Komal Nahta (born 30 April 1964) is an Indian film trade analyst. Nahta is the publisher of "Film Information" and also a television show host. He is an anchor of the trade show ETC Bollywood Business on the Bollywood TV channels ETC and Zee Cinema. He is in the advisory board of Cinema Capital and other top companies. He is the son of film producer Ramraj Nahta.

Career
His interviews are carried by  CNBC, STAR, Zee, B4U, NDTV, Zoom, and Doordarshan. He was also the Bollywood representative of the BBC for almost 10 years. The Asian Development Bank(ADB) has appointed him advisor for its film financing division. In May 2007, Shah Rukh Khan and Karan Johar officially launched his weekly film magazine, The Film Street Journal.
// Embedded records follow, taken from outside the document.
//! Human-review workflow for mention-bearing replies.
//!
//! A send that could ping a large audience is parked here as a pending
//! entry, announced to the configured review destinations, and resolved by
//! exactly one of: a moderator approving, a moderator rejecting, or the
//! expiry timer firing. Atomic removal from the pending registry is the
//! single serialization point: whichever actor deletes the key first owns
//! the resolution, and everyone else sees "no longer pending".

use std::collections::HashMap;
use std::sync::{Arc, Weak};
use std::time::Duration;

use chrono::{DateTime, Utc};
use tokio::sync::Mutex;
use tracing::{debug, info, warn};
use uuid::Uuid;

use crate::error::ReviewError;
use crate::gateway::{ChatGateway, MentionPolicy, OutboundMessage, SentMessage};
use crate::mentions::MentionScan;

/// Review-artifact preview is capped so a runaway reply can't flood the
/// review channel.
const PREVIEW_MAX_CHARS: usize = 500;

/// Scope of a review destination.
#[derive(Debug, Clone, Copy, PartialEq, Eq)]
pub enum ReviewScope {
    Guild,
    Global,
}

/// A channel that receives review artifacts.
#[derive(Debug, Clone)]
pub struct ReviewDestination {
    pub channel_id: String,
    pub scope: ReviewScope,
}

/// Everything needed to perform the deferred send later.
#[derive(Debug, Clone)]
pub struct ReviewRequest {
    pub guild_id: Option<String>,
    pub target_channel_id: String,
    pub reply_to: Option<String>,
    pub requested_by_id: String,
    pub requested_by_tag: String,
    /// Where the request came from, for the artifact text ("auto-reply", …).
    pub source: String,
    pub content: String,
    /// Approval still suppresses every mention class (used for automated
    /// replies, which never earn live pings).
    pub no_mentions_on_approve: bool,
    /// The danger scan that caused the deferral; approval allows exactly
    /// these classes and nothing else.
    pub scan: MentionScan,
}

/// One posted review artifact.
#[derive(Debug, Clone)]
struct ReviewArtifact {
    destination_id: String,
    artifact_id: String,
    scope: ReviewScope,
}

/// A pending entry, resident in the registry until its single terminal
/// transition.
#[derive(Debug)]
struct PendingReview {
    request: ReviewRequest,
    artifacts: Vec<ReviewArtifact>,
    preview: String,
    expires_at: DateTime<Utc>,
}

/// Handle returned to the requester.
#[derive(Debug, Clone)]
pub struct ReviewTicket {
    pub id: String,
}

#[derive(Debug, Clone, Copy, PartialEq, Eq)]
pub enum ReviewAction {
    Approve,
    Reject,
}

/// Result of a resolve attempt.
#[derive(Debug)]
pub enum ResolveOutcome {
    Approved {
        sent: Option<SentMessage>,
        /// Set when the deferred send failed; the entry is terminal anyway.
        send_error: Option<String>,
    },
    Rejected,
    /// Already resolved by another actor or by expiry. No side effects.
    NoLongerPending,
}

/// Pending-review registry and state machine.
pub struct ReviewWorkflow {
    gateway: Arc<dyn ChatGateway>,
    ttl: Duration,
    pending: Mutex<HashMap<String, PendingReview>>,
    /// Handle for the expiry timers; weak, so a disposed workflow is not
    /// kept alive by timers still in flight.
    self_weak: Weak<ReviewWorkflow>,
}

impl ReviewWorkflow {
    pub fn new(gateway: Arc<dyn ChatGateway>, ttl: Duration) -> Arc<Self> {
        Arc::new_cyclic(|self_weak| Self {
            gateway,
            ttl,
            pending: Mutex::new(HashMap::new()),
            self_weak: self_weak.clone(),
        })
    }

    /// Park a risky send as a pending review and announce it to every
    /// destination. Fails only when no destination accepts the artifact.
    pub async fn request_review(
        &self,
        destinations: &[ReviewDestination],
        request: ReviewRequest,
    ) -> Result<ReviewTicket, ReviewError> {
        if destinations.is_empty() {
            return Err(ReviewError::Unavailable {
                reason: "no review channel configured".to_string(),
            });
        }

        let id = Uuid::new_v4().to_string();
        let expires_at = Utc::now()
            + chrono::Duration::from_std(self.ttl).unwrap_or_else(|_| chrono::Duration::seconds(60));
        let preview = artifact_preview(&request, &id, self.ttl);

        let mut artifacts = Vec::new();
        for destination in destinations {
            let out = OutboundMessage::new(&destination.channel_id, &preview);
            match self.gateway.send_message(out).await {
                Ok(sent) => artifacts.push(ReviewArtifact {
                    destination_id: destination.channel_id.clone(),
                    artifact_id: sent.id,
                    scope: destination.scope,
                }),
                Err(e) => {
                    warn!(
                        destination = %destination.channel_id,
                        error = %e,
                        "Failed to post review artifact"
                    );
                }
            }
        }

        if artifacts.is_empty() {
            return Err(ReviewError::Unavailable {
                reason: "every review destination rejected the artifact".to_string(),
            });
        }

        info!(
            review_id = %id,
            destinations = artifacts.len(),
            requested_by = %request.requested_by_tag,
            "Pending review created"
        );

        self.pending.lock().await.insert(
            id.clone(),
            PendingReview {
                request,
                artifacts,
                preview,
                expires_at,
            },
        );

        let workflow = self.self_weak.clone();
        let timer_id = id.clone();
        let ttl = self.ttl;
        tokio::spawn(async move {
            tokio::time::sleep(ttl).await;
            if let Some(workflow) = workflow.upgrade() {
                workflow.expire(&timer_id).await;
            }
        });

        Ok(ReviewTicket { id })
    }

    /// Resolve a pending entry. The registry removal is the concurrency
    /// guard: a missing key means another actor already won.
    pub async fn resolve(&self, id: &str, action: ReviewAction, acting_user: &str) -> ResolveOutcome {
        let Some(entry) = self.pending.lock().await.remove(id) else {
            debug!(review_id = %id, "Resolve on a review that is no longer pending");
            return ResolveOutcome::NoLongerPending;
        };

        match action {
            ReviewAction::Reject => {
                info!(
                    review_id = %id,
                    by = %acting_user,
                    expires_at = %entry.expires_at,
                    "Review rejected"
                );
                self.finalize_artifacts(&entry, &format!("❌ Rejected by {acting_user}"))
                    .await;
                ResolveOutcome::Rejected
            }
            ReviewAction::Approve => {
                let policy = if entry.request.no_mentions_on_approve {
                    MentionPolicy::none()
                } else {
                    MentionPolicy::from_scan(&entry.request.scan)
                };

                let mut out =
                    OutboundMessage::new(&entry.request.target_channel_id, &entry.request.content)
                        .with_mention_policy(policy);
                if let Some(reply_to) = &entry.request.reply_to {
                    out = out.with_reply_to(reply_to);
                }

                let (sent, send_error) = match self.gateway.send_message(out).await {
                    Ok(sent) => (Some(sent), None),
                    Err(e) => {
                        warn!(review_id = %id, error = %e, "Approved send failed");
                        (None, Some(e.to_string()))
                    }
                };

                info!(
                    review_id = %id,
                    by = %acting_user,
                    sent = sent.is_some(),
                    "Review approved"
                );
                self.finalize_artifacts(&entry, &format!("✅ Approved by {acting_user}"))
                    .await;
                ResolveOutcome::Approved { sent, send_error }
            }
        }
    }

    /// Expiry path: same atomic removal, never a send.
    async fn expire(&self, id: &str) {
        let Some(entry) = self.pending.lock().await.remove(id) else {
            return;
        };
        info!(review_id = %id, "Review auto-rejected on timeout");
        self.finalize_artifacts(&entry, "⏱ Auto-rejected (no moderator response)")
            .await;
    }

    /// Number of reviews currently awaiting resolution.
    pub async fn pending_len(&self) -> usize {
        self.pending.lock().await.len()
    }

    async fn finalize_artifacts(&self, entry: &PendingReview, status: &str) {
        let content = format!("{}\n\n{status}", entry.preview);
        for artifact in &entry.artifacts {
            if let Err(e) = self
                .gateway
                .edit_message(&artifact.destination_id, &artifact.artifact_id, &content)
                .await
            {
                warn!(
                    destination = %artifact.destination_id,
                    artifact = %artifact.artifact_id,
                    scope = ?artifact.scope,
                    error = %e,
                    "Failed to finalize review artifact"
                );
            }
        }
    }
}

fn artifact_preview(request: &ReviewRequest, id: &str, ttl: Duration) -> String {
    let mut preview: String = request.content.chars().take(PREVIEW_MAX_CHARS).collect();
    if preview.len() < request.content.len() {
        preview.push('…');
    }
    format!(
        "📣 Mention review `{id}`\nRequested by {tag} ({source}) for <#{channel}>{guild}\n\
         Auto-rejects in {secs}s. Resolve with `approve {id}` / `reject {id}`\n\n>>> {preview}",
        tag = request.requested_by_tag,
        source = request.source,
        channel = request.target_channel_id,
        guild = request
            .guild_id
            .as_deref()
            .map(|g| format!(" in guild {g}"))
            .unwrap_or_default(),
        secs = ttl.as_secs(),
    )
}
On 26 April 2010, Nahta replaced Taran Adarsh (his real-life cousin) as the host of ETC Bollywood Business on the Indian TV channels ETC (India) and Zee Cinema (UK). His show airs daily on weekdays at 10 pm in India and at 7:30 pm in the UK. On Mondays, the show is about the previous Friday's collections. On Tuesday and Wednesday, Nahta speaks to various artists from the film industry. Thursdays preview films releasing on Friday. On Fridays, Nahta reviews films released on that day. The show launched the first episode with Sajid Nadiadwala as the guest. He was also the Editor of Entertainment website koimoi.com.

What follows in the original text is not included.